#### [WHAT TO WORK ON]
Only one number is wanted here: how many lines of the data hold "regex".

#### [INPUT MATERIAL]
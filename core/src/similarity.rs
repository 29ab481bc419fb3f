//! Vector similarity measures shared by the builder and the query engine.

pub fn dot(a: &[f32], b: &[f32]) -> f32 {
    a.iter().zip(b).map(|(x, y)| x * y).sum()
}

/// Euclidean (L2) length.
pub fn norm(v: &[f32]) -> f32 {
    dot(v, v).sqrt()
}

/// Cosine similarity with precomputed norms. Zero if either norm is zero.
pub fn cosine_with_norms(a: &[f32], norm_a: f32, b: &[f32], norm_b: f32) -> f32 {
    if norm_a == 0.0 || norm_b == 0.0 {
        return 0.0;
    }
    dot(a, b) / (norm_a * norm_b)
}

pub fn cosine(a: &[f32], b: &[f32]) -> f32 {
    cosine_with_norms(a, norm(a), b, norm(b))
}

#[cfg(test)]
mod tests {
    use super::*;

    #[test]
    fn self_similarity_is_one() {
        let v = [0.3, 0.0, 1.7, 2.2];
        assert!((cosine(&v, &v) - 1.0).abs() < 1e-6);
    }

    #[test]
    fn zero_vector_similarity_is_zero() {
        let z = [0.0; 4];
        assert_eq!(cosine(&z, &z), 0.0);
        assert_eq!(cosine(&z, &[1.0, 0.0, 0.0, 0.0]), 0.0);
    }

    #[test]
    fn orthogonal_vectors() {
        assert_eq!(cosine(&[1.0, 0.0], &[0.0, 2.0]), 0.0);
        assert!((norm(&[3.0, 4.0]) - 5.0).abs() < 1e-6);
    }
}
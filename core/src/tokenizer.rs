use crate::error::Result;
use lazy_static::lazy_static;
use regex::Regex;
use rust_stemmers::{Algorithm, Stemmer};
use std::collections::HashSet;
use std::fs;
use std::path::Path;
use unicode_normalization::UnicodeNormalization;

lazy_static! {
    static ref RE: Regex = Regex::new(r"(?u)\p{L}[\p{L}\p{N}_']*").expect("valid regex");
    static ref STEMMER: Stemmer = Stemmer::create(Algorithm::English);
}

const DEFAULT_STOPWORDS: &[&str] = &[
    "a","about","above","after","again","against","all","am","an","and","any","are","aren't","as","at",
    "be","because","been","before","being","below","between","both","but","by",
    "can","can't","cannot","could","couldn't",
    "did","didn't","do","does","doesn't","doing","don't","down","during",
    "each","few","for","from","further",
    "had","hadn't","has","hasn't","have","haven't","having","he","he'd","he'll","he's","her","here","here's","hers","herself","him","himself","his","how","how's",
    "i","i'd","i'll","i'm","i've","if","in","into","is","isn't","it","it's","its","itself",
    "let's","me","more","most","mustn't","my","myself",
    "no","nor","not","of","off","on","once","only","or","other","ought","our","ours","ourselves","out","over","own",
    "same","she","she'd","she'll","she's","should","shouldn't","so","some","such",
    "than","that","that's","the","their","theirs","them","themselves","then","there","there's","these","they","they'd","they'll","they're","they've","this","those","through","to","too",
    "under","until","up","very",
    "was","wasn't","we","we'd","we'll","we're","we've","were","weren't","what","what's","when","when's","where","where's","which","while","who","who's","whom","why","why's","with","won't","would","wouldn't",
    "you","you'd","you'll","you're","you've","your","yours","yourself","yourselves"
];

/// Turns raw text into the filtered token sequence used for both documents and queries.
#[derive(Debug, Clone)]
pub struct Tokenizer {
    stopwords: HashSet<String>,
    stemming: bool,
}

impl Default for Tokenizer {
    fn default() -> Self {
        Self::new()
    }
}

impl Tokenizer {
    /// Built-in English stopwords, stemming enabled.
    pub fn new() -> Self {
        Self::with_stopwords(DEFAULT_STOPWORDS.iter().map(|w| w.to_string()))
    }

    pub fn with_stopwords<I: IntoIterator<Item = String>>(words: I) -> Self {
        let stopwords = words.into_iter().map(|w| w.to_lowercase()).collect();
        Self { stopwords, stemming: true }
    }

    /// Load stopwords from a file with one word per line. `#` starts a comment line.
    pub fn from_stopword_file<P: AsRef<Path>>(path: P) -> Result<Self> {
        let text = fs::read_to_string(path.as_ref())?;
        let words = text
            .lines()
            .map(str::trim)
            .filter(|l| !l.is_empty() && !l.starts_with('#'))
            .map(str::to_string);
        let tokenizer = Self::with_stopwords(words);
        tracing::debug!(path = %path.as_ref().display(), stopwords = tokenizer.stopwords.len(), "loaded stopwords");
        Ok(tokenizer)
    }

    pub fn with_stemming(mut self, stemming: bool) -> Self {
        self.stemming = stemming;
        self
    }

    pub fn is_stopword(&self, token: &str) -> bool {
        self.stopwords.contains(token)
    }

    /// NFKC-normalise, lowercase, split into words, drop stopwords and stem.
    pub fn tokenize(&self, text: &str) -> Vec<String> {
        let normalized = text.nfkc().collect::<String>().to_lowercase();
        let mut tokens = Vec::new();
        for mat in RE.find_iter(&normalized) {
            let token = mat.as_str();
            if self.is_stopword(token) {
                continue;
            }
            if self.stemming {
                tokens.push(STEMMER.stem(token).to_string());
            } else {
                tokens.push(token.to_string());
            }
        }
        tokens
    }
}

#### [SOLUTION TO THE EXERCISE]
2